Once Ottoman forces began conquering areas previously held by local lords, the Venetian Senate reassessed Albania's strategic importance. The Council's actions in early 1392 were primarily motivated by the looming threat of Ottoman expansion, rather than any ambitions for territorial acquisition by Venice. This decision reflected concerns over merchant safety and the potential for profit from Albanian lands. Venice's entry into Albanian cities, including Durrës, was carefully planned.

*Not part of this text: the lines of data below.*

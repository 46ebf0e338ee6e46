//! Parameterized SELECTs for the trivia tables.

use super::params::BindValue;
use crate::selector::QuestionFilter;

pub const QUESTION_COLUMNS: &str = "id, question, answer, category, difficulty";

pub struct QueryBuf {
    pub sql: String,
    pub params: Vec<BindValue>,
}

impl QueryBuf {
    fn new(sql: impl Into<String>) -> Self {
        QueryBuf {
            sql: sql.into(),
            params: Vec::new(),
        }
    }

    fn push_param(&mut self, v: BindValue) -> usize {
        self.params.push(v);
        self.params.len()
    }
}

/// Escape LIKE wildcards so the term matches literally (backslash is the default escape).
fn like_pattern(term: &str) -> String {
    let mut out = String::with_capacity(term.len() + 2);
    out.push('%');
    for ch in term.chars() {
        if matches!(ch, '%' | '_' | '\\') {
            out.push('\\');
        }
        out.push(ch);
    }
    out.push('%');
    out
}

/// SELECT questions matching `filter`, ordered by id.
pub fn select_questions(filter: &QuestionFilter) -> QueryBuf {
    let mut q = QueryBuf::new(format!("SELECT {} FROM questions", QUESTION_COLUMNS));
    let mut clauses: Vec<String> = Vec::new();
    match filter {
        QuestionFilter::All => {}
        QuestionFilter::Search(term) => {
            let n = q.push_param(BindValue::Text(like_pattern(term)));
            clauses.push(format!("question ILIKE ${}", n));
        }
        QuestionFilter::Category(id) => {
            let n = q.push_param(BindValue::Int(*id));
            clauses.push(format!("category = ${}", n));
        }
        QuestionFilter::Quiz { category, exclude } => {
            if let Some(id) = category {
                let n = q.push_param(BindValue::Int(*id));
                clauses.push(format!("category = ${}", n));
            }
            if !exclude.is_empty() {
                let n = q.push_param(BindValue::IntList(exclude.clone()));
                clauses.push(format!("id <> ALL(${})", n));
            }
        }
    }
    if !clauses.is_empty() {
        q.sql.push_str(" WHERE ");
        q.sql.push_str(&clauses.join(" AND "));
    }
    q.sql.push_str(" ORDER BY id");
    q
}

pub fn select_question_by_id() -> QueryBuf {
    QueryBuf::new(format!("SELECT {} FROM questions WHERE id = $1", QUESTION_COLUMNS))
}

pub fn insert_question() -> QueryBuf {
    QueryBuf::new(format!(
        "INSERT INTO questions (question, answer, category, difficulty) VALUES ($1, $2, $3, $4) RETURNING {}",
        QUESTION_COLUMNS
    ))
}

pub fn delete_question() -> QueryBuf {
    QueryBuf::new("DELETE FROM questions WHERE id = $1 RETURNING id")
}

pub fn select_categories() -> QueryBuf {
    QueryBuf::new(r#"SELECT id, "type" FROM categories ORDER BY id"#)
}

pub fn select_category_by_id() -> QueryBuf {
    QueryBuf::new(r#"SELECT id, "type" FROM categories WHERE id = $1"#)
}
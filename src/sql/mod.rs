//! SQL for the trivia tables: fixed identifiers, values as parameters.

mod builder;
pub mod params;
pub use builder::*;
pub use params::*;
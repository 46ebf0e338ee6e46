//! Runtime settings read from the environment.

use crate::error::ConfigError;
use std::net::SocketAddr;

pub const DEFAULT_DATABASE_URL: &str = "postgres://localhost/trivia";
pub const DEFAULT_BIND_ADDR: &str = "0.0.0.0:5000";
pub const DEFAULT_MAX_CONNECTIONS: u32 = 5;
pub const DEFAULT_BODY_LIMIT: usize = 64 * 1024;

#[derive(Clone, Debug, PartialEq, Eq)]
pub struct Settings {
    pub database_url: String,
    pub bind_addr: SocketAddr,
    pub max_connections: u32,
    /// Max request body in bytes.
    pub body_limit: usize,
    /// Seed the standard categories into an empty table at startup.
    pub seed_categories: bool,
}

impl Settings {
    /// Read from the process environment. Call `dotenvy::dotenv()` first to pick up `.env`.
    pub fn from_env() -> Result<Self, ConfigError> {
        Self::from_lookup(|key| std::env::var(key).ok())
    }

    pub fn from_lookup<F>(lookup: F) -> Result<Self, ConfigError>
    where
        F: Fn(&str) -> Option<String>,
    {
        let database_url = lookup("DATABASE_URL").unwrap_or_else(|| DEFAULT_DATABASE_URL.into());
        let bind_addr = parse_or(&lookup, "TRIVIA_BIND_ADDR", || {
            DEFAULT_BIND_ADDR.parse().map_err(|_| ConfigError::Invalid {
                key: "TRIVIA_BIND_ADDR",
                value: DEFAULT_BIND_ADDR.into(),
            })
        })?;
        let max_connections = parse_or(&lookup, "TRIVIA_DB_MAX_CONNECTIONS", || Ok(DEFAULT_MAX_CONNECTIONS))?;
        let body_limit = parse_or(&lookup, "TRIVIA_BODY_LIMIT", || Ok(DEFAULT_BODY_LIMIT))?;
        let seed_categories = match lookup("TRIVIA_SEED_CATEGORIES") {
            None => false,
            Some(v) => parse_bool(&v).ok_or(ConfigError::Invalid {
                key: "TRIVIA_SEED_CATEGORIES",
                value: v,
            })?,
        };
        Ok(Settings {
            database_url,
            bind_addr,
            max_connections,
            body_limit,
            seed_categories,
        })
    }
}

fn parse_or<F, T, D>(lookup: &F, key: &'static str, default: D) -> Result<T, ConfigError>
where
    F: Fn(&str) -> Option<String>,
    T: std::str::FromStr,
    D: FnOnce() -> Result<T, ConfigError>,
{
    match lookup(key) {
        Some(raw) => raw.trim().parse().map_err(|_| ConfigError::Invalid { key, value: raw }),
        None => default(),
    }
}

fn parse_bool(v: &str) -> Option<bool> {
    match v.trim().to_ascii_lowercase().as_str() {
        "1" | "true" | "yes" | "on" => Some(true),
        "0" | "false" | "no" | "off" | "" => Some(false),
        _ => None,
    }
}

#[cfg(test)]
mod tests {
    use super::*;
    use std::collections::HashMap;

    fn settings(vars: &[(&str, &str)]) -> Result<Settings, ConfigError> {
        let vars: HashMap<String, String> = vars.iter().map(|(k, v)| (k.to_string(), v.to_string())).collect();
        Settings::from_lookup(|k| vars.get(k).cloned())
    }

    #[test]
    fn defaults_apply_when_unset() {
        let s = settings(&[]).unwrap();
        assert_eq!(s.database_url, DEFAULT_DATABASE_URL);
        assert_eq!(s.bind_addr.port(), 5000);
        assert_eq!(s.max_connections, 5);
        assert_eq!(s.body_limit, 65536);
        assert!(!s.seed_categories);
    }

    #[test]
    fn overrides_are_parsed() {
        let s = settings(&[
            ("DATABASE_URL", "postgres://db/trivia_test"),
            ("TRIVIA_BIND_ADDR", "127.0.0.1:8080"),
            ("TRIVIA_DB_MAX_CONNECTIONS", "12"),
            ("TRIVIA_SEED_CATEGORIES", "TRUE"),
        ])
        .unwrap();
        assert_eq!(s.database_url, "postgres://db/trivia_test");
        assert_eq!(s.bind_addr, "127.0.0.1:8080".parse().unwrap());
        assert_eq!(s.max_connections, 12);
        assert!(s.seed_categories);
    }

    #[test]
    fn bad_values_name_the_key() {
        match settings(&[("TRIVIA_DB_MAX_CONNECTIONS", "many")]) {
            Err(ConfigError::Invalid { key, value }) => {
                assert_eq!(key, "TRIVIA_DB_MAX_CONNECTIONS");
                assert_eq!(value, "many");
            }
            other => panic!("expected invalid config, got {other:?}"),
        }
        assert!(settings(&[("TRIVIA_SEED_CATEGORIES", "maybe")]).is_err());
        assert!(settings(&[("TRIVIA_BIND_ADDR", "nowhere")]).is_err());
    }
}
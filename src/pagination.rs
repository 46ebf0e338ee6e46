//! Page selection over an already ordered result set.

use serde::Deserialize;

pub const QUESTIONS_PER_PAGE: usize = 10;

/// `?page=N` query string. Kept as text so a bad value falls back to page 1
/// instead of rejecting the request.
#[derive(Debug, Default, Deserialize)]
pub struct PageQuery {
    pub page: Option<String>,
}

impl PageQuery {
    /// Requested page; absent or non-numeric means 1. Zero and negatives are
    /// passed through and paginate to nothing.
    pub fn page(&self) -> i64 {
        self.page
            .as_deref()
            .and_then(|p| p.trim().parse::<i64>().ok())
            .unwrap_or(1)
    }
}

/// Slice `[(page-1)*10, page*10)` clamped to the bounds of `items`.
pub fn paginate<T>(items: &[T], page: i64) -> &[T] {
    if page < 1 {
        return &[];
    }
    let start = usize::try_from(page - 1)
        .ok()
        .and_then(|p| p.checked_mul(QUESTIONS_PER_PAGE))
        .unwrap_or(usize::MAX);
    if start >= items.len() {
        return &[];
    }
    let end = start.saturating_add(QUESTIONS_PER_PAGE).min(items.len());
    &items[start..end]
}
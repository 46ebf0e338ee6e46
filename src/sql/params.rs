//! Values bound to the `$n` placeholders produced by the builder.

use sqlx::postgres::{PgArguments, Postgres};
use sqlx::query::QueryAs;

#[derive(Clone, Debug, PartialEq, Eq)]
pub enum BindValue {
    Int(i64),
    Text(String),
    IntList(Vec<i64>),
}

/// Bind every value in placeholder order.
pub fn bind_all<'q, O>(
    mut query: QueryAs<'q, Postgres, O, PgArguments>,
    params: &[BindValue],
) -> QueryAs<'q, Postgres, O, PgArguments> {
    for p in params {
        query = match p {
            BindValue::Int(n) => query.bind(*n),
            BindValue::Text(s) => query.bind(s.clone()),
            BindValue::IntList(v) => query.bind(v.clone()),
        };
    }
    query
}
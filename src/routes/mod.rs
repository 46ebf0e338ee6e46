//! Router assembly: API routes, operational routes and the shared layers.

mod common;
mod trivia;

pub use common::common_routes;
pub use trivia::trivia_routes;

use crate::error::AppError;
use crate::middleware::error_envelope;
use crate::state::AppState;
use axum::http::{header, Method};
use axum::Router;
use tower_http::cors::{Any, CorsLayer};
use tower_http::limit::RequestBodyLimitLayer;
use tower_http::trace::TraceLayer;

pub fn cors_layer() -> CorsLayer {
    CorsLayer::new()
        .allow_origin(Any)
        .allow_methods([Method::GET, Method::POST, Method::PATCH, Method::DELETE, Method::OPTIONS])
        .allow_headers([header::CONTENT_TYPE, header::AUTHORIZATION])
}

/// Full application: every route, 404 fallback, error envelopes, body limit, tracing and CORS.
pub fn app(state: AppState, body_limit: usize) -> Router {
    Router::new()
        .merge(common_routes(state.clone()))
        .merge(trivia_routes(state))
        .fallback(|| async { AppError::NotFound("route".into()) })
        .layer(RequestBodyLimitLayer::new(body_limit))
        .layer(axum::middleware::map_response(error_envelope))
        .layer(TraceLayer::new_for_http())
        .layer(cors_layer())
}
//! In-process store evaluating the same filters as the SQL builder; backs the HTTP tests.

use super::TriviaStore;
use crate::error::AppError;
use crate::model::{Category, NewQuestion, Question};
use crate::selector::QuestionFilter;
use async_trait::async_trait;
use std::collections::BTreeMap;
use std::sync::{RwLock, RwLockReadGuard, RwLockWriteGuard};

#[derive(Default, Debug)]
struct Tables {
    categories: BTreeMap<i64, String>,
    questions: BTreeMap<i64, Question>,
    last_question_id: i64,
}

impl Tables {
    fn insert(&mut self, new: &NewQuestion) -> Question {
        self.last_question_id += 1;
        let q = Question {
            id: self.last_question_id,
            question: new.question.clone(),
            answer: new.answer.clone(),
            category: new.category,
            difficulty: new.difficulty,
        };
        self.questions.insert(q.id, q.clone());
        q
    }
}

#[derive(Default, Debug)]
pub struct MemoryStore {
    tables: RwLock<Tables>,
}

impl MemoryStore {
    pub fn new() -> Self {
        Self::default()
    }

    pub fn with_category(self, id: i64, kind: &str) -> Self {
        if let Ok(mut t) = self.tables.write() {
            t.categories.insert(id, kind.to_string());
        }
        self
    }

    /// Synchronous insert for fixtures.
    pub fn seed_question(&self, new: NewQuestion) -> Result<Question, AppError> {
        Ok(self.write()?.insert(&new))
    }

    fn read(&self) -> Result<RwLockReadGuard<'_, Tables>, AppError> {
        self.tables
            .read()
            .map_err(|_| AppError::Internal("memory store lock poisoned".into()))
    }

    fn write(&self) -> Result<RwLockWriteGuard<'_, Tables>, AppError> {
        self.tables
            .write()
            .map_err(|_| AppError::Internal("memory store lock poisoned".into()))
    }
}

#[async_trait]
impl TriviaStore for MemoryStore {
    async fn categories(&self) -> Result<Vec<Category>, AppError> {
        Ok(self
            .read()?
            .categories
            .iter()
            .map(|(id, kind)| Category {
                id: *id,
                kind: kind.clone(),
            })
            .collect())
    }

    async fn category(&self, id: i64) -> Result<Option<Category>, AppError> {
        Ok(self.read()?.categories.get(&id).map(|kind| Category {
            id,
            kind: kind.clone(),
        }))
    }

    async fn questions(&self, filter: &QuestionFilter) -> Result<Vec<Question>, AppError> {
        Ok(self
            .read()?
            .questions
            .values()
            .filter(|q| filter.matches(q))
            .cloned()
            .collect())
    }

    async fn question(&self, id: i64) -> Result<Option<Question>, AppError> {
        Ok(self.read()?.questions.get(&id).cloned())
    }

    async fn insert_question(&self, new: &NewQuestion) -> Result<Question, AppError> {
        Ok(self.write()?.insert(new))
    }

    async fn delete_question(&self, id: i64) -> Result<bool, AppError> {
        Ok(self.write()?.questions.remove(&id).is_some())
    }

    async fn ping(&self) -> Result<(), AppError> {
        self.read().map(|_| ())
    }
}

A significant moment in Venice's involvement was highlighted by a Council speech on March 8, 1392, discussing the critical need to secure Durrës against the Ottoman threat. The speakers emphasized the considerable investments Venice had made in protecting the city and warned of the severe consequences if Durrës fell into Ottoman hands. The speech sought to justify Venice's moral responsibility to protect Christians and prevent the city's fall. A detailed plan was proposed, instructing Captain Saraceno Dandolo to meet with Gjergj Thopia, assure him of Venice's support, and secure Durrës castle with Venetian expenses.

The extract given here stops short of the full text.